Authors: James Swain
“Thank you. Take care.”
I started to back away, and Dextra held up a manicured finger.
“I get off at eight,” she said. “Maybe we could go out, get something to eat.”
I swallowed the rising lump in my throat.
“Or maybe you could invite me over to your place,” she said.
I could tell that Dextra liked to fantasize about cops. I’d met women like her over the years. I’d never understood what the attraction was, and I decided to level with her. “I don’t have a place. I got thrown off the police force last year, and I just got evicted from my apartment. All I’ve got is my fifteen-year-old car, a mean dog, and a trunk full of old clothes. Still interested in going out with me?”
Dextra shrank in her chair, her bubble burst.
“No thanks,” she managed to say.
“Have a nice night.”
I found Karl Long lying on a bed in the emergency ward. He was hooked up to every machine in the place, plus an IV drip. A cutie a few years older than his daughter sat in a chair beside his bed, holding his hand. The glazed look in Long’s eyes told me that the nurses had given him a strong narcotic to ease the pain of his wound.
“Jack …” he muttered.
I knelt down so our faces were a foot apart. I had thought about Long flying back in the chopper, knowing he’d let his daughter down. It had to have ripped him apart.
“How are you feeling?” I asked.
“Great since they shot me up with painkillers. This is my friend Heidi.”
Heidi and I exchanged nods. She had waist-length blond hair and fake tits. Young enough to be his daughter and old enough to know that was why she was here.

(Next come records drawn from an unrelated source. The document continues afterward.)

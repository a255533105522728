//! Client configuration.

use std::time::Duration;

/// Configuration errors.
#[derive(Debug, Clone, thiserror::Error, PartialEq, Eq)]
pub enum ConfigError {
    #[error("Invalid config value for {field}: {reason}")]
    InvalidValue {
        field: &'static str,
        reason: String,
    },
}

/// Retry policy for requests that fail at the transport level.
///
/// A failing request is re-issued up to `max_attempts` times total, sleeping
/// `attempt * backoff_step` between attempts (linear backoff). The same step
/// paces the reconnect loop, whose backoff is capped at
/// `max_attempts * backoff_step` because it never gives up.
#[derive(Debug, Clone, PartialEq, Eq)]
pub struct RetryConfig {
    /// Total request attempts before the transport error is surfaced.
    pub max_attempts: u32,
    /// Linear backoff step between attempts.
    pub backoff_step: Duration,
}

impl Default for RetryConfig {
    fn default() -> Self {
        Self {
            max_attempts: 10,
            backoff_step: Duration::from_millis(100),
        }
    }
}

impl RetryConfig {
    pub fn new() -> Self {
        Self::default()
    }

    /// Set the total number of request attempts.
    pub fn with_max_attempts(mut self, max_attempts: u32) -> Self {
        self.max_attempts = max_attempts;
        self
    }

    /// Set the linear backoff step.
    pub fn with_backoff_step(mut self, step: Duration) -> Self {
        self.backoff_step = step;
        self
    }

    pub fn validate(&self) -> Result<(), ConfigError> {
        if self.max_attempts == 0 {
            return Err(ConfigError::InvalidValue {
                field: "max_attempts",
                reason: "must be > 0".to_string(),
            });
        }
        if self.backoff_step.is_zero() {
            return Err(ConfigError::InvalidValue {
                field: "backoff_step",
                reason: "must be > 0".to_string(),
            });
        }
        Ok(())
    }

    /// Delay before re-issuing a request, after `attempt` failed attempts.
    pub fn request_backoff(&self, attempt: u32) -> Duration {
        self.backoff_step * attempt
    }

    /// Delay before the `attempt`-th reconnect try. Linear like the request
    /// backoff, but capped: the reconnect loop runs until it succeeds.
    pub fn reconnect_backoff(&self, attempt: u32) -> Duration {
        self.backoff_step * attempt.min(self.max_attempts)
    }
}
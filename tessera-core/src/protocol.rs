//! Wire protocol message shapes.
//!
//! Three message families cross the channel, all keyed to a named store
//! instance: requests (client to service), responses (service to client, one
//! per request), and notifications (service to client, asynchronous, not in
//! response to anything). These are shapes only - no logic lives here.

use serde::{Deserialize, Serialize};

use crate::Entry;

/// A request message. Every store operation maps to exactly one of these.
#[derive(Debug, Clone, PartialEq, Serialize, Deserialize)]
#[serde(tag = "type", rename_all = "snake_case")]
pub enum Request<K, V> {
    /// Point lookup. Keys not present are absent from the result, not errors.
    Get { keys: Vec<K> },
    /// Up to `limit` entries with key >= `bound` (from the start if unset),
    /// in ascending key order.
    GetStartingFrom { bound: Option<K>, limit: usize },
    /// Up to `limit` entries with key <= `bound` (from the end if unset),
    /// in descending key order.
    GetEndingAt { bound: Option<K>, limit: usize },
    /// Upsert. Last write wins per key within the call.
    Set { entries: Vec<Entry<K, V>> },
    /// Remove the given keys.
    Delete { keys: Vec<K> },
    /// Remove every entry in the table.
    DeleteAll,
}

impl<K, V> Request<K, V> {
    /// Request kind as a string, for logging.
    pub fn kind(&self) -> &'static str {
        match self {
            Request::Get { .. } => "get",
            Request::GetStartingFrom { .. } => "get_starting_from",
            Request::GetEndingAt { .. } => "get_ending_at",
            Request::Set { .. } => "set",
            Request::Delete { .. } => "delete",
            Request::DeleteAll => "delete_all",
        }
    }

    /// Whether this request expects a `Response::Set` payload back.
    pub fn expects_entries(&self) -> bool {
        matches!(
            self,
            Request::Get { .. } | Request::GetStartingFrom { .. } | Request::GetEndingAt { .. }
        )
    }
}

/// A response message, paired one-to-one with a request.
#[derive(Debug, Clone, PartialEq, Serialize, Deserialize)]
#[serde(tag = "type", rename_all = "snake_case")]
pub enum Response<K, V> {
    /// Result entries for the read family of requests.
    Set { entries: Vec<Entry<K, V>> },
    /// Empty success for the write family of requests.
    Ok,
}

/// An asynchronous, service-originated change notification.
#[derive(Debug, Clone, PartialEq, Serialize, Deserialize)]
#[serde(tag = "type", rename_all = "snake_case")]
pub enum Notification<K, V> {
    /// Entries were inserted or updated.
    Set { entries: Vec<Entry<K, V>> },
    /// Keys were removed.
    Delete { keys: Vec<K> },
}

impl<K, V> Notification<K, V> {
    /// Notification kind as a string, for logging.
    pub fn kind(&self) -> &'static str {
        match self {
            Notification::Set { .. } => "set",
            Notification::Delete { .. } => "delete",
        }
    }
}

#[cfg(test)]
mod tests {
    use super::*;

    #[test]
    fn test_request_tagged_shape() {
        let req: Request<u32, String> = Request::GetStartingFrom {
            bound: Some(7),
            limit: 100,
        };
        let json = serde_json::to_value(&req).expect("serialize");
        assert_eq!(json["type"], "get_starting_from");
        assert_eq!(json["bound"], 7);
        assert_eq!(json["limit"], 100);
    }

    #[test]
    fn test_delete_all_has_no_payload() {
        let req: Request<u32, String> = Request::DeleteAll;
        let json = serde_json::to_value(&req).expect("serialize");
        assert_eq!(json, serde_json::json!({ "type": "delete_all" }));
    }

    #[test]
    fn test_response_roundtrip() {
        let resp: Response<u32, String> = Response::Set {
            entries: vec![Entry::new(1, "one".to_string())],
        };
        let json = serde_json::to_string(&resp).expect("serialize");
        let back: Response<u32, String> = serde_json::from_str(&json).expect("deserialize");
        assert_eq!(resp, back);
    }

    #[test]
    fn test_notification_kinds() {
        let set: Notification<u32, String> = Notification::Set { entries: vec![] };
        let delete: Notification<u32, String> = Notification::Delete { keys: vec![3] };
        assert_eq!(set.kind(), "set");
        assert_eq!(delete.kind(), "delete");
    }

    #[test]
    fn test_read_family_expects_entries() {
        let get: Request<u32, String> = Request::Get { keys: vec![1] };
        let set: Request<u32, String> = Request::Set { entries: vec![] };
        assert!(get.expects_entries());
        assert!(!set.expects_entries());
    }
}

“Jack and I need to talk,” Long said.
“I’ll go to the cafeteria and get a drink,” Heidi said. “Nice to meet you, Jack.”
Heidi left. I took her chair and leaned on the arm rail of Long’s bed.
“Any luck finding those guys?” Long whispered.
I shook my head.
“I heard you yelling at my pilot. We lost our chance, didn’t we?”
I nearly said yes, but bit my tongue instead. The pilot had made his choice, and talking about it was not going to change anything.
“We’ll get another,” I said optimistically.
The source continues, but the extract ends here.